The skill is considered important to helping students analyze what's going on in the world, from sorting through the climate change debate to judging whether a flashlight will work as advertised. It also can help spark interest in science.
In Nebraska, the State Board of Education last week approved a proposal that would increase the graduation requirement in science to three years and, for the first time, specified that coursework include scientific inquiry.
State science standards that lay out what students need to know and be able to do have long included inquiry. That's not likely to change as Nebraska educators, including Berzina, work to update the standards in preparation for a new statewide science test in the 2011-12 school year.
Iowa finished reworking its core curriculum, including science, last year.
The inquiry-based approach, however, hasn't yet arrived in every classroom.
It can be tricky for teachers to balance providing information with helping students pose questions and find answers. Many teachers weren't trained to apply it, and the breadth of scientific knowledge can result in schedules too crammed to allow diving deep into any one topic.
Last month, President Barack Obama announced an “Educate to Innovate” campaign to help move American students from the middle to the head of the pack internationally in science and math over the next decade. A National Lab Day in May will promote inquiry.
“There's a resurgence, a real interest right now in improving (science education), both at the state and federal levels and from the corporate side, because scientists play such a critical role,” said Francis Eberle, executive director of the National Science Teachers Association. “It's not that we're trying to create more scientists, but to raise the scientific literacy of everyone.”
Currently, however, most national and state science standards contain too many topics for teachers to adequately cover in a school year, Eberle said.
Several national reports in recent years have called for focusing on a relatively small number of major concepts and gradually expanding on them.
Jim Woodland, director of science for the Nebraska Department of Education, said rewriting standards should help narrow the list. “One (thing) we hope will happen is to free up teacher time so students will be able to do more inquiry projects,” he said.
At the same time, the state is trying to help teachers get better at teaching science, he said.
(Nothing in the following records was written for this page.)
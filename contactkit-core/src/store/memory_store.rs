use std::cell::{Cell, RefCell};
use std::collections::{BTreeSet, HashMap};

use chrono::Utc;
use shared_types::{AuthStatus, ContactsError, ContactsResult, Group, GroupRef, Item, Ref};

use super::{ContactStore, FieldSet, SaveReceipt, SaveRequest};
use crate::automation::{MemberIdentity, RemovalChannel};

const MEMORY_CONTAINER: &str = "memory";

#[derive(Debug, Default)]
struct MemoryState {
    contacts: Vec<Item>,
    groups: Vec<Group>,
    members: HashMap<String, BTreeSet<String>>,
    next_contact: u64,
    next_group: u64,
    save_failures: HashMap<&'static str, ContactsError>,
    drop_member_adds: bool,
}

/// In-process contact store.
///
/// Enumeration follows insertion order. Contact ids are `c-<n>` and group
/// ids `g-<n>`. A few knobs make the store misbehave on purpose so callers
/// can exercise failure handling.
#[derive(Debug)]
pub struct MemoryStore {
    state: RefCell<MemoryState>,
    auth: Cell<AuthStatus>,
}

impl Default for MemoryStore {
    fn default() -> Self {
        Self::new()
    }
}

impl MemoryStore {
    pub fn new() -> Self {
        Self {
            state: RefCell::new(MemoryState::default()),
            auth: Cell::new(AuthStatus::Authorized),
        }
    }

    pub fn with_auth_status(self, status: AuthStatus) -> Self {
        self.auth.set(status);
        self
    }

    /// Inserts a contact directly, bypassing `save`. Returns its ref.
    pub fn insert_contact(&self, mut item: Item) -> Ref {
        let mut state = self.state.borrow_mut();
        if item.contact_ref.id.is_empty() {
            state.next_contact += 1;
            item.contact_ref.id = format!("c-{}", state.next_contact);
        }
        if item.contact_ref.container_id.is_empty() {
            item.contact_ref.container_id = MEMORY_CONTAINER.to_string();
        }
        if item.contact_ref.account_id.is_empty() {
            item.contact_ref.account_id = item.contact_ref.container_id.clone();
        }
        for group_id in std::mem::take(&mut item.group_ids) {
            state
                .members
                .entry(group_id)
                .or_default()
                .insert(item.contact_ref.id.clone());
        }
        let contact_ref = item.contact_ref.clone();
        state.contacts.push(item);
        contact_ref
    }

    /// Inserts a group directly, bypassing `save`. Returns its id.
    pub fn insert_group(&self, name: &str) -> String {
        let mut state = self.state.borrow_mut();
        state.next_group += 1;
        let id = format!("g-{}", state.next_group);
        state.groups.push(Group {
            group_ref: GroupRef {
                id: id.clone(),
                container_id: MEMORY_CONTAINER.to_string(),
                account_id: MEMORY_CONTAINER.to_string(),
            },
            name: name.to_string(),
        });
        state.members.insert(id.clone(), BTreeSet::new());
        id
    }

    /// Makes every save of the given kind (see [`SaveRequest::kind`]) fail.
    pub fn fail_saves(&self, kind: &'static str, err: ContactsError) {
        self.state.borrow_mut().save_failures.insert(kind, err);
    }

    /// Membership adds report success without changing anything.
    pub fn drop_member_adds(&self) {
        self.state.borrow_mut().drop_member_adds = true;
    }

    pub fn is_member(&self, group_id: &str, contact_id: &str) -> bool {
        self.state
            .borrow()
            .members
            .get(group_id)
            .map(|members| members.contains(contact_id))
            .unwrap_or(false)
    }

    pub fn contact_count(&self) -> usize {
        self.state.borrow().contacts.len()
    }

    /// Removal channel that edits this store directly.
    pub fn remover(&self) -> MemoryRemover<'_> {
        MemoryRemover { store: self }
    }

    fn ensure_authorized(&self) -> ContactsResult<()> {
        let status = self.auth.get();
        if status.is_authorized() {
            return Ok(());
        }
        Err(ContactsError::permission_denied(format!(
            "contacts access is {:?}",
            status
        )))
    }

    fn hydrate(state: &MemoryState, item: &Item, fields: FieldSet) -> Item {
        let mut hydrated = item.clone();
        if fields.contains(shared_types::Field::Groups) {
            hydrated.group_ids = state
                .groups
                .iter()
                .filter(|group| {
                    state
                        .members
                        .get(group.id())
                        .map(|members| members.contains(item.id()))
                        .unwrap_or(false)
                })
                .map(|group| group.id().to_string())
                .collect();
        }
        fields.project(hydrated)
    }

    fn remove_membership(&self, group_id: &str, contact_id: &str) -> ContactsResult<()> {
        let mut state = self.state.borrow_mut();
        let members = state
            .members
            .get_mut(group_id)
            .ok_or_else(|| ContactsError::not_found(format!("group {} not found", group_id)))?;
        members.remove(contact_id);
        Ok(())
    }
}

impl ContactStore for MemoryStore {
    fn authorization_status(&self) -> ContactsResult<AuthStatus> {
        Ok(self.auth.get())
    }

    /// An undetermined status is granted; denied and restricted stay so.
    fn request_access(&self) -> ContactsResult<()> {
        if self.auth.get() == AuthStatus::NotDetermined {
            self.auth.set(AuthStatus::Authorized);
        }
        self.ensure_authorized()
    }

    fn enumerate(&self, fields: FieldSet) -> ContactsResult<Vec<Item>> {
        self.ensure_authorized()?;
        let state = self.state.borrow();
        Ok(state
            .contacts
            .iter()
            .map(|item| Self::hydrate(&state, item, fields))
            .collect())
    }

    fn fetch_by_ids(&self, ids: &[String], fields: FieldSet) -> ContactsResult<Vec<Item>> {
        self.ensure_authorized()?;
        let state = self.state.borrow();
        Ok(state
            .contacts
            .iter()
            .filter(|item| ids.iter().any(|id| id == item.id()))
            .map(|item| Self::hydrate(&state, item, fields))
            .collect())
    }

    fn save(&self, request: SaveRequest) -> ContactsResult<SaveReceipt> {
        self.ensure_authorized()?;
        if let Some(err) = self.state.borrow().save_failures.get(request.kind()) {
            return Err(err.clone());
        }

        match request {
            SaveRequest::CreateContact(mut item) => {
                item.contact_ref.id.clear();
                item.group_ids.clear();
                item.modified_at = Some(Utc::now());
                Ok(SaveReceipt::Contact(self.insert_contact(item)))
            }
            SaveRequest::UpdateContact(mut item) => {
                let mut state = self.state.borrow_mut();
                let existing = state
                    .contacts
                    .iter_mut()
                    .find(|existing| existing.id() == item.id())
                    .ok_or_else(|| {
                        ContactsError::not_found(format!("contact {} not found", item.id()))
                    })?;
                item.contact_ref = existing.contact_ref.clone();
                item.group_ids.clear();
                item.modified_at = Some(Utc::now());
                *existing = item;
                Ok(SaveReceipt::Saved)
            }
            SaveRequest::DeleteContact { id } => {
                let mut state = self.state.borrow_mut();
                let before = state.contacts.len();
                state.contacts.retain(|item| item.id() != id);
                if state.contacts.len() == before {
                    return Err(ContactsError::not_found(format!("contact {} not found", id)));
                }
                for members in state.members.values_mut() {
                    members.remove(&id);
                }
                Ok(SaveReceipt::Saved)
            }
            SaveRequest::AddMembers {
                contact_id,
                group_ids,
            } => {
                let mut state = self.state.borrow_mut();
                if !state.contacts.iter().any(|item| item.id() == contact_id) {
                    return Err(ContactsError::not_found(format!(
                        "contact {} not found",
                        contact_id
                    )));
                }
                if let Some(missing) = group_ids
                    .iter()
                    .find(|group_id| !state.members.contains_key(group_id.as_str()))
                {
                    return Err(ContactsError::not_found(format!(
                        "group {} not found",
                        missing
                    )));
                }
                if state.drop_member_adds {
                    return Ok(SaveReceipt::Saved);
                }
                for group_id in group_ids {
                    if let Some(members) = state.members.get_mut(&group_id) {
                        members.insert(contact_id.clone());
                    }
                }
                Ok(SaveReceipt::Saved)
            }
            SaveRequest::CreateGroup { name, container_id } => {
                let id = self.insert_group(&name);
                let mut state = self.state.borrow_mut();
                let group = state
                    .groups
                    .iter_mut()
                    .find(|group| group.id() == id)
                    .ok_or_else(|| ContactsError::unknown("created group vanished"))?;
                if let Some(container_id) = container_id.filter(|c| !c.trim().is_empty()) {
                    group.group_ref.container_id = container_id.clone();
                    group.group_ref.account_id = container_id;
                }
                Ok(SaveReceipt::Group(group.group_ref.clone()))
            }
            SaveRequest::RenameGroup { id, name } => {
                let mut state = self.state.borrow_mut();
                let group = state
                    .groups
                    .iter_mut()
                    .find(|group| group.id() == id)
                    .ok_or_else(|| ContactsError::not_found(format!("group {} not found", id)))?;
                group.name = name;
                Ok(SaveReceipt::Group(group.group_ref.clone()))
            }
            SaveRequest::DeleteGroup { id } => {
                let mut state = self.state.borrow_mut();
                let before = state.groups.len();
                state.groups.retain(|group| group.id() != id);
                if state.groups.len() == before {
                    return Err(ContactsError::not_found(format!("group {} not found", id)));
                }
                state.members.remove(&id);
                Ok(SaveReceipt::Saved)
            }
        }
    }

    fn group_members(&self, group_id: &str) -> ContactsResult<Vec<String>> {
        self.ensure_authorized()?;
        self.state
            .borrow()
            .members
            .get(group_id)
            .map(|members| members.iter().cloned().collect())
            .ok_or_else(|| ContactsError::not_found(format!("group {} not found", group_id)))
    }

    fn resolve_group(&self, group_id: &str) -> ContactsResult<Option<Group>> {
        self.ensure_authorized()?;
        Ok(self
            .state
            .borrow()
            .groups
            .iter()
            .find(|group| group.id() == group_id)
            .cloned())
    }

    fn list_groups(&self) -> ContactsResult<Vec<Group>> {
        self.ensure_authorized()?;
        Ok(self.state.borrow().groups.clone())
    }
}

/// Removal channel backed by a [`MemoryStore`].
pub struct MemoryRemover<'a> {
    store: &'a MemoryStore,
}

impl RemovalChannel for MemoryRemover<'_> {
    fn remove_member(&self, group: &Group, member: &MemberIdentity) -> ContactsResult<()> {
        self.store.remove_membership(group.id(), &member.id)
    }
}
For the past four summers, Nebraska has tapped federal funds through the No Child Left Behind Act for summer science institutes.
Brenda Zabel, chairwoman of Westside High School's science department, said inquiry works on a continuum.
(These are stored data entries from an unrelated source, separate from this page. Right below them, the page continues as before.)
use rusqlite::Connection;

/// Run all database migrations
pub fn run_migrations(conn: &Connection) -> rusqlite::Result<()> {
    // Create contacts table
    conn.execute(
        "CREATE TABLE IF NOT EXISTS contacts (
            id VARCHAR PRIMARY KEY,
            container_id VARCHAR NOT NULL,
            account_id VARCHAR NOT NULL,
            given_name VARCHAR NOT NULL DEFAULT '',
            family_name VARCHAR NOT NULL DEFAULT '',
            middle_name VARCHAR NOT NULL DEFAULT '',
            nickname VARCHAR NOT NULL DEFAULT '',
            organization VARCHAR NOT NULL DEFAULT '',
            job_title VARCHAR NOT NULL DEFAULT '',
            note VARCHAR NOT NULL DEFAULT '',
            created_at BIGINT NOT NULL,
            modified_at BIGINT NOT NULL
        )",
        [],
    )?;

    // Create contact_emails table
    conn.execute(
        "CREATE TABLE IF NOT EXISTS contact_emails (
            contact_id VARCHAR NOT NULL,
            position INTEGER NOT NULL,
            label VARCHAR NOT NULL DEFAULT '',
            value VARCHAR NOT NULL,
            PRIMARY KEY (contact_id, position),
            FOREIGN KEY (contact_id) REFERENCES contacts (id) ON DELETE CASCADE
        )",
        [],
    )?;

    // Create contact_phones table
    conn.execute(
        "CREATE TABLE IF NOT EXISTS contact_phones (
            contact_id VARCHAR NOT NULL,
            position INTEGER NOT NULL,
            label VARCHAR NOT NULL DEFAULT '',
            value VARCHAR NOT NULL,
            PRIMARY KEY (contact_id, position),
            FOREIGN KEY (contact_id) REFERENCES contacts (id) ON DELETE CASCADE
        )",
        [],
    )?;

    // Create contact_groups table
    conn.execute(
        "CREATE TABLE IF NOT EXISTS contact_groups (
            id VARCHAR PRIMARY KEY,
            container_id VARCHAR NOT NULL,
            account_id VARCHAR NOT NULL,
            name VARCHAR NOT NULL,
            created_at BIGINT NOT NULL,
            updated_at BIGINT NOT NULL
        )",
        [],
    )?;

    // Create group_members table
    conn.execute(
        "CREATE TABLE IF NOT EXISTS group_members (
            group_id VARCHAR NOT NULL,
            contact_id VARCHAR NOT NULL,
            created_at BIGINT NOT NULL,
            PRIMARY KEY (group_id, contact_id),
            FOREIGN KEY (group_id) REFERENCES contact_groups (id) ON DELETE CASCADE,
            FOREIGN KEY (contact_id) REFERENCES contacts (id) ON DELETE CASCADE
        )",
        [],
    )?;

    // Create indexes for performance
    conn.execute(
        "CREATE INDEX IF NOT EXISTS idx_group_members_contact ON group_members(contact_id)",
        [],
    )?;

    conn.execute(
        "CREATE INDEX IF NOT EXISTS idx_contact_groups_name ON contact_groups(name)",
        [],
    )?;

    Ok(())
}
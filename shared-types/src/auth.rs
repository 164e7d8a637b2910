use serde::{Deserialize, Serialize};

/// Contacts permission state for the current process.
#[derive(Debug, Clone, Copy, PartialEq, Eq, Serialize, Deserialize)]
#[serde(rename_all = "snake_case")]
pub enum AuthStatus {
    /// Access has not been requested yet.
    NotDetermined,
    /// Policy restrictions prevent access.
    Restricted,
    /// The user denied access.
    Denied,
    /// Access is granted.
    Authorized,
}

impl AuthStatus {
    pub fn is_authorized(&self) -> bool {
        matches!(self, AuthStatus::Authorized)
    }
}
There's still a place for the teacher-led “cookbook” experiments that parents might recall — following step-by-step instructions for adding chemical A to chemical B and recording observations on a prepared data sheet. From there, teachers may provide varying levels of guidance.
At the other end of the spectrum are experiments like Berzina's, in which students had to figure out what questions to ask and how to test them.
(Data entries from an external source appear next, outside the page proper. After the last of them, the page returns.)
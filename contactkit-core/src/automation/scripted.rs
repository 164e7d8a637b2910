use std::path::{Path, PathBuf};
use std::process::Command;

use shared_types::{ContactsError, ContactsResult, Group};

use super::{MemberIdentity, RemovalChannel, RemovalStrategy};

/// One external interpreter call.
#[derive(Debug, Clone, PartialEq, Eq)]
pub struct ScriptInvocation {
    pub program: String,
    pub args: Vec<String>,
}

#[derive(Debug, Clone, Default, PartialEq, Eq)]
pub struct ScriptOutcome {
    pub success: bool,
    pub stdout: String,
    pub stderr: String,
}

/// Runs script invocations. Failing to start the interpreter is an error;
/// a non-zero exit is reported through `ScriptOutcome::success`.
pub trait ScriptRunner {
    fn run(&self, invocation: &ScriptInvocation) -> ContactsResult<ScriptOutcome>;
}

/// Runs invocations as child processes and waits for them.
#[derive(Debug, Clone, Copy, Default)]
pub struct ProcessRunner;

impl ScriptRunner for ProcessRunner {
    fn run(&self, invocation: &ScriptInvocation) -> ContactsResult<ScriptOutcome> {
        let output = Command::new(&invocation.program)
            .args(&invocation.args)
            .output()
            .map_err(|e| {
                ContactsError::store(format!("failed to run {}: {}", invocation.program, e))
            })?;

        Ok(ScriptOutcome {
            success: output.status.success(),
            stdout: String::from_utf8_lossy(&output.stdout).into_owned(),
            stderr: String::from_utf8_lossy(&output.stderr).into_owned(),
        })
    }
}

/// Script language spoken by a removal channel.
pub trait ScriptDialect {
    fn name(&self) -> &'static str;

    /// Builds the invocation for one strategy, or `None` when the strategy
    /// cannot address this group/member (for example a nameless person).
    fn invocation(
        &self,
        strategy: RemovalStrategy,
        group: &Group,
        member: &MemberIdentity,
    ) -> Option<ScriptInvocation>;
}

/// AppleScript run through `osascript` against Contacts.app.
#[derive(Debug, Clone)]
pub struct AppleScript {
    program: String,
}

impl Default for AppleScript {
    fn default() -> Self {
        Self::new("osascript")
    }
}

impl AppleScript {
    pub fn new(program: impl Into<String>) -> Self {
        Self {
            program: program.into(),
        }
    }

    fn quote(value: &str) -> String {
        format!("\"{}\"", value.replace('\\', "\\\\").replace('"', "\\\""))
    }

    fn script(&self, strategy: RemovalStrategy, group: &Group, member: &MemberIdentity) -> Option<String> {
        let (group_clause, person_clause) = match strategy {
            RemovalStrategy::GroupId => (
                format!("first group whose id is {}", Self::quote(group.id())),
                format!("first person whose id is {}", Self::quote(&member.id)),
            ),
            RemovalStrategy::GroupName => {
                if group.name.trim().is_empty() {
                    return None;
                }
                (
                    format!("first group whose name is {}", Self::quote(&group.name)),
                    format!("first person whose id is {}", Self::quote(&member.id)),
                )
            }
            RemovalStrategy::PersonName => {
                if group.name.trim().is_empty() || !member.has_name() {
                    return None;
                }
                (
                    format!("first group whose name is {}", Self::quote(&group.name)),
                    format!(
                        "first person of g whose first name is {} and last name is {}",
                        Self::quote(&member.given_name),
                        Self::quote(&member.family_name)
                    ),
                )
            }
        };

        Some(format!(
            "tell application \"Contacts\"\n\
             \tset g to {}\n\
             \tset p to {}\n\
             \tremove p from g\n\
             \tsave\n\
             end tell",
            group_clause, person_clause
        ))
    }
}

impl ScriptDialect for AppleScript {
    fn name(&self) -> &'static str {
        "osascript"
    }

    fn invocation(
        &self,
        strategy: RemovalStrategy,
        group: &Group,
        member: &MemberIdentity,
    ) -> Option<ScriptInvocation> {
        let script = self.script(strategy, group, member)?;
        Some(ScriptInvocation {
            program: self.program.clone(),
            args: vec!["-e".to_string(), script],
        })
    }
}

/// SQL run through the `sqlite3` shell against a `SqliteStore` database.
#[derive(Debug, Clone)]
pub struct SqliteShell {
    program: String,
    db_path: PathBuf,
}

impl SqliteShell {
    pub fn new(program: impl Into<String>, db_path: impl Into<PathBuf>) -> Self {
        Self {
            program: program.into(),
            db_path: db_path.into(),
        }
    }

    pub fn db_path(&self) -> &Path {
        &self.db_path
    }

    fn quote(value: &str) -> String {
        format!("'{}'", value.replace('\'', "''"))
    }

    fn sql(strategy: RemovalStrategy, group: &Group, member: &MemberIdentity) -> Option<String> {
        match strategy {
            RemovalStrategy::GroupId => Some(format!(
                "DELETE FROM group_members WHERE group_id = {} AND contact_id = {};",
                Self::quote(group.id()),
                Self::quote(&member.id)
            )),
            RemovalStrategy::GroupName => {
                if group.name.trim().is_empty() {
                    return None;
                }
                Some(format!(
                    "DELETE FROM group_members WHERE contact_id = {} AND group_id IN \
                     (SELECT id FROM contact_groups WHERE name = {});",
                    Self::quote(&member.id),
                    Self::quote(&group.name)
                ))
            }
            RemovalStrategy::PersonName => {
                if group.name.trim().is_empty() || !member.has_name() {
                    return None;
                }
                Some(format!(
                    "DELETE FROM group_members WHERE group_id IN \
                     (SELECT id FROM contact_groups WHERE name = {group}) AND contact_id IN \
                     (SELECT c.id FROM contacts c \
                     INNER JOIN group_members gm ON gm.contact_id = c.id \
                     INNER JOIN contact_groups g ON g.id = gm.group_id \
                     WHERE g.name = {group} AND c.given_name = {given} AND c.family_name = {family} \
                     LIMIT 1);",
                    group = Self::quote(&group.name),
                    given = Self::quote(&member.given_name),
                    family = Self::quote(&member.family_name)
                ))
            }
        }
    }
}

impl ScriptDialect for SqliteShell {
    fn name(&self) -> &'static str {
        "sqlite3"
    }

    fn invocation(
        &self,
        strategy: RemovalStrategy,
        group: &Group,
        member: &MemberIdentity,
    ) -> Option<ScriptInvocation> {
        let sql = Self::sql(strategy, group, member)?;
        Some(ScriptInvocation {
            program: self.program.clone(),
            args: vec![
                "-bail".to_string(),
                self.db_path.to_string_lossy().into_owned(),
                sql,
            ],
        })
    }
}

/// Removal channel that runs dialect scripts, falling back through
/// [`RemovalStrategy::ORDER`] until one exits successfully.
pub struct ScriptedRemover<D, R = ProcessRunner> {
    dialect: D,
    runner: R,
}

impl<D: ScriptDialect> ScriptedRemover<D, ProcessRunner> {
    pub fn new(dialect: D) -> Self {
        Self {
            dialect,
            runner: ProcessRunner,
        }
    }
}

impl<D: ScriptDialect, R: ScriptRunner> ScriptedRemover<D, R> {
    pub fn with_runner(dialect: D, runner: R) -> Self {
        Self { dialect, runner }
    }

    pub fn dialect(&self) -> &D {
        &self.dialect
    }
}

impl<D: ScriptDialect, R: ScriptRunner> RemovalChannel for ScriptedRemover<D, R> {
    fn remove_member(&self, group: &Group, member: &MemberIdentity) -> ContactsResult<()> {
        let mut attempted = Vec::new();
        let mut last_failure = String::new();

        for strategy in RemovalStrategy::ORDER {
            let Some(invocation) = self.dialect.invocation(strategy, group, member) else {
                continue;
            };
            attempted.push(strategy.as_str());

            match self.runner.run(&invocation) {
                Ok(outcome) if outcome.success => {
                    tracing::debug!(
                        dialect = self.dialect.name(),
                        strategy = strategy.as_str(),
                        group_id = group.id(),
                        contact_id = %member.id,
                        "Scripted removal succeeded"
                    );
                    return Ok(());
                }
                Ok(outcome) => {
                    last_failure = if outcome.stderr.trim().is_empty() {
                        "script exited with failure".to_string()
                    } else {
                        outcome.stderr.trim().to_string()
                    };
                }
                Err(err) => last_failure = err.message,
            }

            tracing::debug!(
                dialect = self.dialect.name(),
                strategy = strategy.as_str(),
                error = %last_failure,
                "Scripted removal strategy failed"
            );
        }

        if attempted.is_empty() {
            return Err(ContactsError::store(format!(
                "{} removal has no applicable strategy for contact {} in group {}",
                self.dialect.name(),
                member.id,
                group.id()
            )));
        }

        Err(ContactsError::store(format!(
            "{} removal failed for contact {} in group {} (tried {}): {}",
            self.dialect.name(),
            member.id,
            group.id(),
            attempted.join(", "),
            last_failure
        )))
    }
}

#[cfg(test)]
mod tests {
    use super::*;
    use shared_types::{ErrorCode, GroupRef};
    use std::cell::RefCell;
    use std::collections::VecDeque;

    /// Replays canned outcomes and records every invocation.
    struct FakeRunner {
        outcomes: RefCell<VecDeque<ContactsResult<ScriptOutcome>>>,
        calls: RefCell<Vec<ScriptInvocation>>,
    }

    impl FakeRunner {
        fn new(outcomes: Vec<ContactsResult<ScriptOutcome>>) -> Self {
            Self {
                outcomes: RefCell::new(outcomes.into()),
                calls: RefCell::new(Vec::new()),
            }
        }
    }

    impl ScriptRunner for &FakeRunner {
        fn run(&self, invocation: &ScriptInvocation) -> ContactsResult<ScriptOutcome> {
            self.calls.borrow_mut().push(invocation.clone());
            self.outcomes
                .borrow_mut()
                .pop_front()
                .unwrap_or_else(|| Ok(ScriptOutcome::default()))
        }
    }

    fn ok() -> ContactsResult<ScriptOutcome> {
        Ok(ScriptOutcome {
            success: true,
            ..Default::default()
        })
    }

    fn failed(stderr: &str) -> ContactsResult<ScriptOutcome> {
        Ok(ScriptOutcome {
            success: false,
            stderr: stderr.to_string(),
            ..Default::default()
        })
    }

    fn group() -> Group {
        Group {
            group_ref: GroupRef::new("G1"),
            name: "Vendors".to_string(),
        }
    }

    fn member() -> MemberIdentity {
        MemberIdentity {
            id: "c-1".to_string(),
            given_name: "Priya".to_string(),
            family_name: "N.".to_string(),
        }
    }

    #[test]
    fn test_first_successful_strategy_wins() {
        let runner = FakeRunner::new(vec![ok()]);
        let remover = ScriptedRemover::with_runner(SqliteShell::new("sqlite3", "/tmp/c.db"), &runner);

        remover.remove_member(&group(), &member()).unwrap();
        assert_eq!(runner.calls.borrow().len(), 1);
    }

    #[test]
    fn test_falls_back_to_next_strategy() {
        let runner = FakeRunner::new(vec![failed("no such group"), ok()]);
        let remover = ScriptedRemover::with_runner(AppleScript::default(), &runner);

        remover.remove_member(&group(), &member()).unwrap();
        let calls = runner.calls.borrow();
        assert_eq!(calls.len(), 2);
        assert!(calls[0].args[1].contains("whose id is \"G1\""));
        assert!(calls[1].args[1].contains("whose name is \"Vendors\""));
    }

    #[test]
    fn test_all_strategies_failing_is_store_error() {
        let runner = FakeRunner::new(vec![
            failed("a"),
            Err(ContactsError::store("spawn failed")),
            failed("person not found"),
        ]);
        let remover = ScriptedRemover::with_runner(AppleScript::default(), &runner);

        let err = remover.remove_member(&group(), &member()).unwrap_err();
        assert_eq!(err.code, ErrorCode::Store);
        assert!(err.message.contains("group_id, group_name, person_name"));
        assert!(err.message.ends_with("person not found"));
    }

    #[test]
    fn test_nameless_member_skips_person_strategy() {
        let runner = FakeRunner::new(vec![failed("x"), failed("y")]);
        let remover = ScriptedRemover::with_runner(AppleScript::default(), &runner);

        let err = remover
            .remove_member(&group(), &MemberIdentity::new("c-1"))
            .unwrap_err();
        assert_eq!(runner.calls.borrow().len(), 2);
        assert!(err.message.contains("(tried group_id, group_name)"));
    }

    #[test]
    fn test_applescript_escapes_quotes() {
        let group = Group {
            group_ref: GroupRef::new("G\"1"),
            name: "A \\ B".to_string(),
        };
        let invocation = AppleScript::default()
            .invocation(RemovalStrategy::GroupName, &group, &member())
            .unwrap();
        assert_eq!(invocation.program, "osascript");
        assert_eq!(invocation.args[0], "-e");
        assert!(invocation.args[1].contains("whose name is \"A \\\\ B\""));

        let invocation = AppleScript::default()
            .invocation(RemovalStrategy::GroupId, &group, &member())
            .unwrap();
        assert!(invocation.args[1].contains("whose id is \"G\\\"1\""));
    }

    #[test]
    fn test_sqlite_shell_doubles_single_quotes() {
        let member = MemberIdentity {
            id: "c-1".to_string(),
            given_name: "Seán".to_string(),
            family_name: "O'Brien".to_string(),
        };
        let invocation = SqliteShell::new("sqlite3", "/tmp/c.db")
            .invocation(RemovalStrategy::PersonName, &group(), &member)
            .unwrap();
        assert_eq!(invocation.args[0], "-bail");
        assert_eq!(invocation.args[1], "/tmp/c.db");
        assert!(invocation.args[2].contains("c.family_name = 'O''Brien'"));
    }
}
During the recent class, he handed out two different models of magnetic induction flashlights. Students began dissecting them with screwdrivers.
Several students checked whether a purported magnet would stick to a metal dry erase board. “That's good,” Berzina said. “Can you even make that assumption?”
One girl walked over to Berzina. “This isn't a magnet,” she said. “There's no magnet in it.”
“Sometimes in life, we may be deceived,” he said.
Berzina and other educators stressed the importance of making such lessons relevant.
In one lab, Berzina asks which is the most efficient way to cook a hot dog: by boiling it in water in a pan, heating it in a microwave oven or essentially electrocuting it in a 1960s-era device called the Presto Hot Dogger. (It turns out the Hot Dogger is the most efficient and the microwave oven is No. 2, while the stove-top method uses considerably more energy.)
“Any time we can make things real life, that's going to help the modern student,” Berzina said.
It will be difficult, however, to assess a subjective skill like inquiry on a statewide test, educators said.
“Kids may be able to name the steps of inquiry, but that's totally different than being able to do it,” said Zabel, who also serves on the standards-writing panel.
Both the Westside Community Schools and Grand Island Public Schools have developed their own inquiry-based assessments. In both districts, students devise an experiment, carry it out, write their conclusions and evaluate the process in some way.
In the meantime, Berzina's students say they're learning more by figuring things out themselves.
If he'd simply written formulas on a board, he said, “they might be able to regurgitate it on a test, but it probably wouldn't stick.”